## Your assignment
Find the lines in the listing below that have the word "JoinRoom" and give their count, nothing else.

## Available records
+---+
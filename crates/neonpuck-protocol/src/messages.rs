//! Message payloads exchanged between the server and browser clients.
//!
//! Messages are internally tagged with a kebab-case `type` field:
//!
//! ```text
//! { "type": "room-joined", "code": "KQZT", "side": 2 }
//! ```

use neonpuck_physics::{GameState, Side};
use serde::{Deserialize, Serialize};

use crate::types::{Channel, Delivery, RoomCode};

/// Countdown value meaning "go": the last number shown to players.
pub const COUNTDOWN_GO: i8 = 0;

/// Countdown value sent when play actually resumes, after the "go" frame.
pub const COUNTDOWN_RESUME: i8 = -1;

// ---------------------------------------------------------------------------
// Snapshots
// ---------------------------------------------------------------------------

#[derive(Debug, Clone, Copy, PartialEq, Serialize, Deserialize)]
pub struct PuckSnapshot {
    pub x: f64,
    pub y: f64,
    pub vx: f64,
    pub vy: f64,
}

#[derive(Debug, Clone, Copy, PartialEq, Serialize, Deserialize)]
pub struct PaddleSnapshot {
    pub x: f64,
    pub y: f64,
}

/// The authoritative court state, broadcast once per tick while playing.
///
/// Paddles are indexed by side: `paddles[0]` is side 1 (left).
#[derive(Debug, Clone, Copy, PartialEq, Serialize, Deserialize)]
pub struct Snapshot {
    pub puck: PuckSnapshot,
    pub paddles: [PaddleSnapshot; 2],
    pub scores: [u32; 2],
}

impl From<&GameState> for Snapshot {
    fn from(state: &GameState) -> Self {
        let puck = state.puck;
        Self {
            puck: PuckSnapshot {
                x: puck.x,
                y: puck.y,
                vx: puck.vx,
                vy: puck.vy,
            },
            paddles: state.paddles.map(|p| PaddleSnapshot { x: p.x, y: p.y }),
            scores: state.scores,
        }
    }
}

// ---------------------------------------------------------------------------
// Server → client
// ---------------------------------------------------------------------------

/// Everything the server sends to a client.
#[derive(Debug, Clone, PartialEq, Serialize, Deserialize)]
#[serde(tag = "type", rename_all = "kebab-case")]
pub enum ServerMessage {
    /// Sent to the creator only. The creator always plays side 1.
    RoomCreated { code: RoomCode },

    /// Sent to a participant who joined an existing room.
    RoomJoined { code: RoomCode, side: Side },

    /// The join or create request was refused; nothing changed.
    JoinError { reason: String },

    OpponentJoined,
    OpponentLeft,

    StateSnapshot(Snapshot),

    Goal { scorer: Side, scores: [u32; 2] },

    GameOver { winner: Side, scores: [u32; 2] },

    /// 3, 2, 1, then [`COUNTDOWN_GO`], then [`COUNTDOWN_RESUME`] when the
    /// puck is live.
    CountdownStep { value: i8 },

    RematchStart,
}

impl Delivery for ServerMessage {
    fn channel(&self) -> Channel {
        match self {
            Self::StateSnapshot(_) => Channel::Unreliable,
            Self::RoomCreated { .. }
            | Self::RoomJoined { .. }
            | Self::JoinError { .. }
            | Self::OpponentJoined
            | Self::OpponentLeft
            | Self::Goal { .. }
            | Self::GameOver { .. }
            | Self::CountdownStep { .. }
            | Self::RematchStart => Channel::ReliableOrdered,
        }
    }
}

// ---------------------------------------------------------------------------
// Client → server
// ---------------------------------------------------------------------------

/// Everything a client may send.
#[derive(Debug, Clone, PartialEq, Serialize, Deserialize)]
#[serde(tag = "type", rename_all = "kebab-case")]
pub enum ClientMessage {
    CreateRoom,

    /// `code` is raw user input; the server normalizes and validates it.
    JoinRoom { code: String },

    /// Desired paddle center in court coordinates. Out-of-range values are
    /// clamped by the server, not rejected.
    PaddleUpdate { x: f64, y: f64 },

    /// Vote for a rematch once the match is over.
    Rematch,

    LeaveRoom,
}

impl Delivery for ClientMessage {
    fn channel(&self) -> Channel {
        match self {
            Self::PaddleUpdate { .. } => Channel::Unreliable,
            Self::CreateRoom | Self::JoinRoom { .. } | Self::Rematch | Self::LeaveRoom => {
                Channel::ReliableOrdered
            }
        }
    }
}

#[cfg(test)]
mod tests {
    use super::*;
    use serde_json::json;

    fn to_value<T: Serialize>(value: &T) -> serde_json::Value {
        serde_json::to_value(value).unwrap()
    }

    #[test]
    fn test_room_joined_uses_side_number() {
        let msg = ServerMessage::RoomJoined {
            code: RoomCode::parse("ABCD").unwrap(),
            side: Side::Right,
        };
        assert_eq!(
            to_value(&msg),
            json!({ "type": "room-joined", "code": "ABCD", "side": 2 })
        );
    }

    #[test]
    fn test_unit_variants_carry_only_type() {
        assert_eq!(
            to_value(&ServerMessage::OpponentJoined),
            json!({ "type": "opponent-joined" })
        );
        assert_eq!(
            to_value(&ServerMessage::RematchStart),
            json!({ "type": "rematch-start" })
        );
    }

    #[test]
    fn test_state_snapshot_shape() {
        let mut state = GameState::new();
        state.scores = [3, 1];
        let msg = ServerMessage::StateSnapshot(Snapshot::from(&state));
        assert_eq!(
            to_value(&msg),
            json!({
                "type": "state-snapshot",
                "puck": { "x": 400.0, "y": 200.0, "vx": 0.0, "vy": 0.0 },
                "paddles": [{ "x": 100.0, "y": 200.0 }, { "x": 700.0, "y": 200.0 }],
                "scores": [3, 1],
            })
        );
    }

    #[test]
    fn test_goal_and_game_over_use_side_numbers() {
        assert_eq!(
            to_value(&ServerMessage::Goal { scorer: Side::Left, scores: [1, 0] }),
            json!({ "type": "goal", "scorer": 1, "scores": [1, 0] })
        );
        assert_eq!(
            to_value(&ServerMessage::GameOver { winner: Side::Right, scores: [4, 7] }),
            json!({ "type": "game-over", "winner": 2, "scores": [4, 7] })
        );
    }

    #[test]
    fn test_countdown_resume_is_negative_one() {
        assert_eq!(
            to_value(&ServerMessage::CountdownStep { value: COUNTDOWN_RESUME }),
            json!({ "type": "countdown-step", "value": -1 })
        );
    }

    #[test]
    fn test_client_join_room_keeps_raw_code() {
        let msg: ClientMessage =
            serde_json::from_value(json!({ "type": "join-room", "code": " kqzt" })).unwrap();
        assert_eq!(msg, ClientMessage::JoinRoom { code: " kqzt".into() });
    }

    #[test]
    fn test_client_unknown_type_is_rejected() {
        let result = serde_json::from_value::<ClientMessage>(json!({ "type": "cheat" }));
        assert!(result.is_err());
    }

    #[test]
    fn test_only_positions_are_unreliable() {
        let snapshot = ServerMessage::StateSnapshot(Snapshot::from(&GameState::new()));
        assert_eq!(snapshot.channel(), Channel::Unreliable);
        assert_eq!(
            ClientMessage::PaddleUpdate { x: 0.0, y: 0.0 }.channel(),
            Channel::Unreliable
        );
        assert_eq!(ServerMessage::OpponentLeft.channel(), Channel::ReliableOrdered);
        assert_eq!(
            ServerMessage::CountdownStep { value: 3 }.channel(),
            Channel::ReliableOrdered
        );
        assert_eq!(ClientMessage::Rematch.channel(), Channel::ReliableOrdered);
    }
}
+---+
## Response box
3